The most frequent adverse events leading to discontinuation in controlled trials have been skin rashes. Indeed, reports of toxic epidermal necrolysis or Stevens-Johnson syndrome have made some clinicians reluctant to use lamotrigine. An expert panel estimated that rashes occur in approximately 10% of patients given lamotrigine and that those severe enough to result in hospitalization occur in 0.3% of adults and 1% of children.46 Established risk factors for lamotrigine-induced rash are use in childhood, use in combination with valproate, and most importantly, a rapid progression in dose.
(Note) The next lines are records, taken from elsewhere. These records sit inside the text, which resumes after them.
//! The caching request pipeline.
//!
//! Every inbound request, regardless of method or path, flows through
//! [`proxy_request`]: resolve the cache location, take the per-key lock,
//! serve the entry if it exists, otherwise fetch it from the origin,
//! persist it, and serve the freshly written entry. Failures are terminal
//! for the request and rendered straight to the client; nothing is retried.

use std::path::Path;
use std::sync::Arc;

use axum::body::{Body, Bytes};
use axum::extract::State;
use axum::http::{header, Method, StatusCode, Uri};
use axum::response::{IntoResponse, Response};
use tracing::{debug, info};

use webstash_core::{classify, resolve, DomainRewriter, SiteConfig};

use crate::error::{ProxyError, Result};
use crate::fetch::OriginFetcher;
use crate::keylock::KeyLocks;
use crate::store::CacheStore;

/// Shared state for one site instance.
///
/// Owns the instance's immutable configuration and the pipeline pieces.
/// Instances share nothing with each other beyond the filesystem.
#[derive(Clone)]
pub struct SiteState {
    inner: Arc<SiteStateInner>,
}

struct SiteStateInner {
    config: SiteConfig,
    store: CacheStore,
    fetcher: OriginFetcher,
    locks: KeyLocks,
    rewriter: DomainRewriter,
}

impl SiteState {
    /// Builds the pipeline state for one site definition.
    pub fn new(config: SiteConfig) -> Self {
        let rewriter = DomainRewriter::new(&config.listen_addr, &config.offline_domains);
        Self {
            inner: Arc::new(SiteStateInner {
                config,
                store: CacheStore::new(),
                fetcher: OriginFetcher::new(),
                locks: KeyLocks::new(),
                rewriter,
            }),
        }
    }

    /// The instance's configuration.
    pub fn config(&self) -> &SiteConfig {
        &self.inner.config
    }
}

/// Handles one inbound request for a site instance.
pub async fn proxy_request(
    State(state): State<SiteState>,
    method: Method,
    uri: Uri,
    body: Bytes,
) -> Response {
    match handle(&state, method, &uri, body).await {
        Ok(response) => response,
        Err(err) => err.into_response(),
    }
}

async fn handle(state: &SiteState, method: Method, uri: &Uri, body: Bytes) -> Result<Response> {
    let inner = &state.inner;
    let path = uri.path().trim_start_matches('/');
    let resolved = resolve(path, &inner.config);
    debug!(cache_path = %resolved.cache_path.display(), "try cache");

    // The guard covers reads too, so a request never observes an entry that
    // is still being written; waiters on an in-flight fetch re-check the
    // cache here and turn into hits.
    let _guard = inner.locks.acquire(&resolved.cache_path).await;

    if inner.store.exists(&resolved.cache_path).await {
        debug!(cache_path = %resolved.cache_path.display(), "cache hit");
        return serve_entry(inner, &resolved.cache_path).await;
    }

    info!(origin_url = %resolved.origin_url, "cache miss, fetching from origin");
    let outbound = reqwest::Method::from_bytes(method.as_str().as_bytes())
        .map_err(|err| ProxyError::Upstream(err.to_string()))?;
    let request_body = (method == Method::POST).then(|| body.to_vec());
    let data = inner
        .fetcher
        .fetch(outbound, &resolved.origin_url, request_body)
        .await?;

    inner.store.write(&resolved.cache_path, &data).await?;
    serve_entry(inner, &resolved.cache_path).await
}

/// Serves a cache entry: classify, conditionally rewrite, stream.
async fn serve_entry(inner: &SiteStateInner, path: &Path) -> Result<Response> {
    let data = inner.store.read(path).await?;
    let file_name = path
        .file_name()
        .and_then(|name| name.to_str())
        .unwrap_or_default();
    let mime = classify::classify(file_name, &data);

    let mut response = Response::builder()
        .status(StatusCode::OK)
        .header(header::CONTENT_TYPE, mime);
    if classify::is_html(mime) {
        // Isolated browsing context, required by pages that use
        // shared-memory scripting.
        response = response
            .header("Cross-Origin-Embedder-Policy", "require-corp")
            .header("Cross-Origin-Opener-Policy", "same-origin");
    }

    let body = if classify::is_text_family(mime) && !inner.rewriter.is_empty() {
        debug!(%mime, "text entry, localizing offline domains");
        inner.rewriter.apply(data)
    } else {
        data
    };

    Ok(response.body(Body::from(body)).unwrap())
}

#[cfg(test)]
mod tests {
    use super::*;
    use std::net::SocketAddr;
    use std::sync::atomic::{AtomicUsize, Ordering};

    use axum::routing::{any, get};
    use axum::Router;
    use tempfile::TempDir;
    use tower::ServiceExt;

    fn test_router(config: SiteConfig) -> Router {
        Router::new()
            .fallback(proxy_request)
            .with_state(SiteState::new(config))
    }

    fn test_config(cache_root: &Path, default_server: &str, scheme: &str) -> SiteConfig {
        SiteConfig {
            name: "Test".to_string(),
            description: String::new(),
            listen_addr: "127.0.0.1:8099".to_string(),
            default_server: default_server.to_string(),
            default_scheme: scheme.to_string(),
            cache_root: cache_root.to_string_lossy().into_owned(),
            offline_domains: vec!["https://cdn.example.com".to_string()],
            icon: None,
        }
    }

    async fn spawn_origin(router: Router) -> SocketAddr {
        let listener = tokio::net::TcpListener::bind("127.0.0.1:0").await.unwrap();
        let addr = listener.local_addr().unwrap();
        tokio::spawn(async move {
            axum::serve(listener, router).await.unwrap();
        });
        addr
    }

    fn request(path: &str) -> axum::http::Request<Body> {
        axum::http::Request::builder()
            .uri(path)
            .body(Body::empty())
            .unwrap()
    }

    async fn body_bytes(response: Response) -> Vec<u8> {
        axum::body::to_bytes(response.into_body(), usize::MAX)
            .await
            .unwrap()
            .to_vec()
    }

    #[tokio::test]
    async fn serves_existing_entry_without_an_origin() {
        let dir = TempDir::new().unwrap();
        let config = test_config(dir.path(), "unreachable.example", "http");
        std::fs::create_dir_all(dir.path().join("unreachable.example")).unwrap();
        std::fs::write(dir.path().join("unreachable.example/page.css"), b"body {}").unwrap();

        let response = test_router(config)
            .oneshot(request("/page.css"))
            .await
            .unwrap();
        assert_eq!(response.status(), StatusCode::OK);
        assert_eq!(
            response.headers().get(header::CONTENT_TYPE).unwrap(),
            "text/css"
        );
        assert_eq!(body_bytes(response).await, b"body {}");
    }

    #[tokio::test]
    async fn miss_fetches_persists_and_serves() {
        let origin = spawn_origin(Router::new().route(
            "/assets/app.js",
            get(|| async { "console.log('hi');" }),
        ))
        .await;

        let dir = TempDir::new().unwrap();
        let config = test_config(dir.path(), &origin.to_string(), "http");
        let response = test_router(config)
            .oneshot(request("/assets/app.js"))
            .await
            .unwrap();

        assert_eq!(response.status(), StatusCode::OK);
        assert_eq!(
            response.headers().get(header::CONTENT_TYPE).unwrap(),
            "application/javascript"
        );
        assert_eq!(body_bytes(response).await, b"console.log('hi');");

        let cached = dir
            .path()
            .join(origin.to_string())
            .join("assets/app.js");
        assert_eq!(std::fs::read(cached).unwrap(), b"console.log('hi');");
    }

    #[tokio::test]
    async fn second_request_is_served_from_disk() {
        let hits = Arc::new(AtomicUsize::new(0));
        let counter = Arc::clone(&hits);
        let origin = spawn_origin(Router::new().route(
            "/once.txt",
            get(move || {
                let counter = Arc::clone(&counter);
                async move {
                    counter.fetch_add(1, Ordering::SeqCst);
                    "fetched"
                }
            }),
        ))
        .await;

        let dir = TempDir::new().unwrap();
        let config = test_config(dir.path(), &origin.to_string(), "http");
        let router = test_router(config);

        for _ in 0..2 {
            let response = router.clone().oneshot(request("/once.txt")).await.unwrap();
            assert_eq!(response.status(), StatusCode::OK);
        }
        assert_eq!(hits.load(Ordering::SeqCst), 1);
    }

    #[tokio::test]
    async fn concurrent_misses_fetch_the_origin_once() {
        let hits = Arc::new(AtomicUsize::new(0));
        let counter = Arc::clone(&hits);
        let origin = spawn_origin(Router::new().route(
            "/slow.txt",
            get(move || {
                let counter = Arc::clone(&counter);
                async move {
                    counter.fetch_add(1, Ordering::SeqCst);
                    tokio::time::sleep(std::time::Duration::from_millis(20)).await;
                    "slow body"
                }
            }),
        ))
        .await;

        let dir = TempDir::new().unwrap();
        let config = test_config(dir.path(), &origin.to_string(), "http");
        let router = test_router(config);

        let (first, second) = tokio::join!(
            router.clone().oneshot(request("/slow.txt")),
            router.clone().oneshot(request("/slow.txt")),
        );
        let first = first.unwrap();
        let second = second.unwrap();
        assert_eq!(first.status(), StatusCode::OK);
        assert_eq!(second.status(), StatusCode::OK);
        assert_eq!(body_bytes(first).await, b"slow body");
        assert_eq!(body_bytes(second).await, b"slow body");
        assert_eq!(hits.load(Ordering::SeqCst), 1);
    }

    #[tokio::test]
    async fn trailing_slash_caches_under_index() {
        let origin =
            spawn_origin(Router::new().route("/blog/", get(|| async { "<html>blog</html>" })))
                .await;

        let dir = TempDir::new().unwrap();
        let config = test_config(dir.path(), &origin.to_string(), "http");
        let response = test_router(config)
            .oneshot(request("/blog/"))
            .await
            .unwrap();
        assert_eq!(response.status(), StatusCode::OK);

        let cached = dir.path().join(origin.to_string()).join("blog/index");
        assert!(cached.is_file());
    }

    #[tokio::test]
    async fn html_entries_get_isolation_headers() {
        let dir = TempDir::new().unwrap();
        let config = test_config(dir.path(), "site.example", "http");
        std::fs::create_dir_all(dir.path().join("site.example")).unwrap();
        std::fs::write(
            dir.path().join("site.example/index.html"),
            b"<html></html>",
        )
        .unwrap();

        let response = test_router(config)
            .oneshot(request("/index.html"))
            .await
            .unwrap();
        assert_eq!(
            response
                .headers()
                .get("Cross-Origin-Embedder-Policy")
                .unwrap(),
            "require-corp"
        );
        assert_eq!(
            response
                .headers()
                .get("Cross-Origin-Opener-Policy")
                .unwrap(),
            "same-origin"
        );
    }

    #[tokio::test]
    async fn binary_entries_skip_isolation_headers_and_rewrite() {
        let dir = TempDir::new().unwrap();
        let config = test_config(dir.path(), "site.example", "http");
        std::fs::create_dir_all(dir.path().join("site.example")).unwrap();
        // PNG magic followed by a configured domain as raw bytes; binary
        // entries are served verbatim.
        let mut png = b"\x89PNG\r\n\x1a\n".to_vec();
        png.extend_from_slice(b"https://cdn.example.com");
        std::fs::write(dir.path().join("site.example/pixel.png"), &png).unwrap();

        let response = test_router(config)
            .oneshot(request("/pixel.png"))
            .await
            .unwrap();
        assert!(response
            .headers()
            .get("Cross-Origin-Embedder-Policy")
            .is_none());
        assert_eq!(body_bytes(response).await, png);
    }

    #[tokio::test]
    async fn text_entries_are_rewritten_at_serve_time() {
        let dir = TempDir::new().unwrap();
        let config = test_config(dir.path(), "site.example", "http");
        std::fs::create_dir_all(dir.path().join("site.example")).unwrap();
        let on_disk = b"<script src=\"https://cdn.example.com/x.js\"></script>".to_vec();
        std::fs::write(dir.path().join("site.example/index.html"), &on_disk).unwrap();

        let response = test_router(config)
            .oneshot(request("/index.html"))
            .await
            .unwrap();
        assert_eq!(
            body_bytes(response).await,
            b"<script src=\"http://127.0.0.1:8099/https/cdn.example.com/x.js\"></script>"
        );

        // Serve-time only: the entry on disk is untouched.
        assert_eq!(
            std::fs::read(dir.path().join("site.example/index.html")).unwrap(),
            on_disk
        );
    }

    #[tokio::test]
    async fn post_body_is_forwarded_to_the_origin() {
        let origin = spawn_origin(Router::new().route(
            "/api/search",
            any(|body: Bytes| async move { body }),
        ))
        .await;

        let dir = TempDir::new().unwrap();
        let config = test_config(dir.path(), &origin.to_string(), "http");
        let response = test_router(config)
            .oneshot(
                axum::http::Request::builder()
                    .method(Method::POST)
                    .uri("/api/search")
                    .body(Body::from("q=offline"))
                    .unwrap(),
            )
            .await
            .unwrap();
        assert_eq!(response.status(), StatusCode::OK);
        assert_eq!(body_bytes(response).await, b"q=offline");
    }

    #[tokio::test]
    async fn unreachable_origin_yields_bad_gateway() {
        let dir = TempDir::new().unwrap();
        // Nothing listens on port 9.
        let config = test_config(dir.path(), "127.0.0.1:9", "http");
        let response = test_router(config)
            .oneshot(request("/missing.txt"))
            .await
            .unwrap();
        assert_eq!(response.status(), StatusCode::BAD_GATEWAY);
        assert!(!dir.path().join("127.0.0.1:9/missing.txt").exists());
    }

    #[tokio::test]
    async fn explicit_scheme_path_targets_that_host() {
        let origin =
            spawn_origin(Router::new().route("/lib.js", get(|| async { "lib" }))).await;

        let dir = TempDir::new().unwrap();
        // Default server is unreachable; the explicit http/ prefix must win.
        let config = test_config(dir.path(), "unreachable.example", "http");
        let response = test_router(config)
            .oneshot(request(&format!("/http/{origin}/lib.js")))
            .await
            .unwrap();
        assert_eq!(response.status(), StatusCode::OK);
        assert!(dir.path().join(origin.to_string()).join("lib.js").is_file());
    }
}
Recognition of this last risk factor led to revisions in the recommended dose-progression.49 A large-scale comparison of rates before and after the adoption of these revisions shows that the risk for severe rash (associated with systemic disturbances) was seemingly eliminated, though the risk for nonserious rashes remained at 9%.49
 

Conclusion

Only a few medicines have demonstrated effectiveness in the maintenance of bipolar affective disorder. Because of this, and the fact that most patients with bipolar illness require maintenance for an indefinite period, side effects should be managed with particular care to prevent the unnecessary abandonment of a potentially valuable treatment.
 

Treatment options fall into four categories. The most obvious category is dose adjustment to titrate symptom prophylaxis against side effects within therapeutic plasma level ranges. An often neglected but frequently rewarding intervention is the trial elimination of concomitant medications which may no longer be necessary. The optimization of thyroid status may improve cognitive slowing or fatigue, particularly during lithium maintenance. Emphasis on a regular exercise program is often preferable to switching medication in the face of weight gain. Finally, modest doses of adjunctive medication have been reported as useful in the management of certain side effects. Most of these apply to lithium side effects, doubtless because lithium has been in use far longer than the alternatives.